Vinco e rifaccio l'attacco. Inter tra Lukaku e Dybala. Milan, Origi più Berardi

Per Marotta più "facile" la Joya del Romelu bis. Maldini punta su velocità e tecnica se Ibra... L'estate dei bomber: Haaland e Lewandowski i grandi nomi girano tutti lontano dall'Italia

Vinco e rifaccio l'attacco. Inter tra Lukaku e Dybala. Milan, Origi più Berardi

Senza reti. La connessione verso lo scudetto rischia di non trovare campo negli attaccanti, visto che le 3 contendenti al tricolore rischiano di dover ristrutturare i rispettivi reparti offensivi in estate.

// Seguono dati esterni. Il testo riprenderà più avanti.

impl HubActor {
    fn new(receiver: mpsc::Receiver<HubCommand>) -> Self {
        Self {
            connections: HashMap::new(),
            subscriptions: HashMap::new(),
            ended: HashSet::new(),
            receiver,
        }
    }

    /// Run the event loop until every handle is dropped
    pub async fn run(mut self) {
        info!("Session hub started");

        while let Some(cmd) = self.receiver.recv().await {
            self.handle_command(cmd);
        }

        info!("Session hub shutting down");
    }

    fn handle_command(&mut self, cmd: HubCommand) {
        match cmd {
            HubCommand::Connect {
                connection_id,
                user_id,
                sender,
            } => self.handle_connect(connection_id, user_id, sender),
            HubCommand::Disconnect { connection_id } => self.handle_disconnect(connection_id),
            HubCommand::Subscribe {
                connection_id,
                room_id,
                reply,
            } => {
                let _ = reply.send(self.handle_subscribe(connection_id, room_id));
            }
            HubCommand::Unsubscribe {
                connection_id,
                room_id,
                reply,
            } => {
                let _ = reply.send(self.handle_unsubscribe(connection_id, room_id));
            }
            HubCommand::Publish {
                room_id,
                origin,
                message,
            } => self.handle_publish(room_id, origin, message),
            HubCommand::Typing {
                connection_id,
                room_id,
                is_typing,
                reply,
            } => {
                let _ = reply.send(self.handle_typing(connection_id, room_id, is_typing));
            }
            HubCommand::RoomEnded {
                room_id,
                ended_by,
                origin,
            } => self.handle_room_ended(room_id, ended_by, origin),
            HubCommand::Stats { reply } => {
                let _ = reply.send(HubStats {
                    connections: self.connections.len(),
                    rooms: self.subscriptions.len(),
                });
            }
        }
    }

    fn handle_connect(
        &mut self,
        connection_id: ConnectionId,
        user_id: UserId,
        sender: mpsc::Sender<ServerMessage>,
    ) {
        info!("Connection {} registered for user {}", connection_id, user_id);
        self.connections
            .insert(connection_id, Connection::new(connection_id, user_id, sender));
        debug!(
            "Total connections: {}, Rooms with subscribers: {}",
            self.connections.len(),
            self.subscriptions.len()
        );
    }

    fn handle_disconnect(&mut self, connection_id: ConnectionId) {
        let Some(conn) = self.connections.remove(&connection_id) else {
            return;
        };
        info!("Connection {} removed", connection_id);

        for room_id in &conn.rooms {
            self.remove_subscriber(*room_id, connection_id);
        }

        // Partner should not see a stale indicator
        for room_id in &conn.typing_in {
            let event = ServerMessage::TypingIndicator {
                room_id: *room_id,
                user_id: conn.user_id,
                is_typing: false,
            };
            // The closing connection is already out of the registry
            self.broadcast(*room_id, &event, |_| false);
        }

        debug!(
            "Total connections: {}, Rooms with subscribers: {}",
            self.connections.len(),
            self.subscriptions.len()
        );
    }

    fn handle_subscribe(
        &mut self,
        connection_id: ConnectionId,
        room_id: RoomId,
    ) -> Result<(), ChatError> {
        let conn = self
            .connections
            .get_mut(&connection_id)
            .ok_or(ChatError::Unauthenticated)?;
        if self.ended.contains(&room_id) {
            return Err(ChatError::RoomEnded);
        }

        conn.rooms.insert(room_id);
        self.subscriptions
            .entry(room_id)
            .or_default()
            .insert(connection_id);

        info!("Connection {} joined room {}", connection_id, room_id);
        Ok(())
    }

    fn handle_unsubscribe(
        &mut self,
        connection_id: ConnectionId,
        room_id: RoomId,
    ) -> Result<(), ChatError> {
        let conn = self
            .connections
            .get_mut(&connection_id)
            .ok_or(ChatError::Unauthenticated)?;

        if conn.rooms.remove(&room_id) {
            conn.typing_in.remove(&room_id);
            self.remove_subscriber(room_id, connection_id);
            info!("Connection {} left room {}", connection_id, room_id);
        }
        Ok(())
    }

    fn handle_publish(&mut self, room_id: RoomId, origin: Option<ConnectionId>, message: Message) {
        let was_typing = origin
            .and_then(|id| self.connections.get_mut(&id))
            .map(|conn| conn.set_typing(room_id, false))
            .unwrap_or(false);

        let sender = message.sender;
        if was_typing {
            let event = ServerMessage::TypingIndicator {
                room_id,
                user_id: sender,
                is_typing: false,
            };
            self.broadcast(room_id, &event, |c| Some(c.id) == origin);
        }

        let event = ServerMessage::MessageReceived { room_id, message };
        let delivered = self.broadcast(room_id, &event, |_| false);
        debug!("Message from {} in {} delivered to {} connections", sender, room_id, delivered);
    }

    fn handle_typing(
        &mut self,
        connection_id: ConnectionId,
        room_id: RoomId,
        is_typing: bool,
    ) -> Result<(), ChatError> {
        let conn = self
            .connections
            .get_mut(&connection_id)
            .ok_or(ChatError::Unauthenticated)?;

        if self.ended.contains(&room_id) {
            return Err(ChatError::RoomEnded);
        }
        if !conn.is_subscribed(room_id) {
            return Err(ChatError::Unauthorized);
        }

        // Repeated signals are not relayed
        if !conn.set_typing(room_id, is_typing) {
            return Ok(());
        }

        let user_id = conn.user_id;
        let event = ServerMessage::TypingIndicator {
            room_id,
            user_id,
            is_typing,
        };
        self.broadcast(room_id, &event, |c| c.id == connection_id);
        Ok(())
    }

    fn handle_room_ended(&mut self, room_id: RoomId, ended_by: UserId, origin: Option<ConnectionId>) {
        let event = ServerMessage::RoomEnded { room_id, ended_by };
        self.broadcast(room_id, &event, |c| Some(c.id) == origin);
        self.ended.insert(room_id);

        // Ended rooms carry no more live traffic
        if let Some(members) = self.subscriptions.remove(&room_id) {
            for id in members {
                if let Some(conn) = self.connections.get_mut(&id) {
                    conn.rooms.remove(&room_id);
                    conn.typing_in.remove(&room_id);
                }
            }
        }
        info!("Room {} closed for live traffic", room_id);
    }

    /// Deliver an event to a room's subscribers, skipping some
    ///
    /// Returns the number of connections the event was handed to.
    fn broadcast(
        &self,
        room_id: RoomId,
        event: &ServerMessage,
        skip: impl Fn(&Connection) -> bool,
    ) -> usize {
        let Some(members) = self.subscriptions.get(&room_id) else {
            return 0;
        };

        let mut delivered = 0;
        for conn in members.iter().filter_map(|id| self.connections.get(id)) {
            if skip(conn) {
                continue;
            }
            match conn.deliver(event.clone()) {
                Ok(()) => delivered += 1,
                Err(e) => warn!("Dropped event for connection {} in {}: {}", conn.id, room_id, e),
            }
        }
        delivered
    }

    fn remove_subscriber(&mut self, room_id: RoomId, connection_id: ConnectionId) {
        if let Some(members) = self.subscriptions.get_mut(&room_id) {
            members.remove(&connection_id);
            if members.is_empty() {
                self.subscriptions.remove(&room_id);
            }
        }
    }
}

A partire dalla capolista Milan che a fine campionato dovrà sciogliere il nodo Zlatan Ibrahimovic. Ancora un anno insieme o addio al calcio? Lo svedese scioglierà le riserve a maggio, anche se al momento sembra intenzionato a continuare per un altro anno nonostante la mancata qualificazione della Svezia al Mondiale. Dovesse restare, il rinnovo per la last dance sarebbe comunque al ribasso: dagli attuali 7 a 2,5 milioni più bonus come salario. Nell'attacco del Diavolo arriverà comunque un innesto di spessore per rendere più profondo l'organico: pronto un quadriennale da 3,5 milioni a stagione più 500mila euro di bonus agevoli per Divock Origi, in scadenza col Liverpool. Il belga ha ricevuto varie proposte da club inglesi e tedeschi, ma ha dato la priorità ai rossoneri. Un elemento dal profilo internazionale come testimoniano i gol decisivi nella vittoria della Champions League dei Reds nel 2018 (doppietta al Barcellona in semifinale e rete del 2-0 al Tottenham in finale). Maldini e Massara poi cercano un esterno offensivo di qualità per rimpiazzare Messias (piace al Monza in caso di promozione in A), che non sarà riscattato: a Pioli intriga Berardi, ma le richieste del Sassuolo (30 milioni) sono ritenute spropositate dalle parti di via Aldo Rossi.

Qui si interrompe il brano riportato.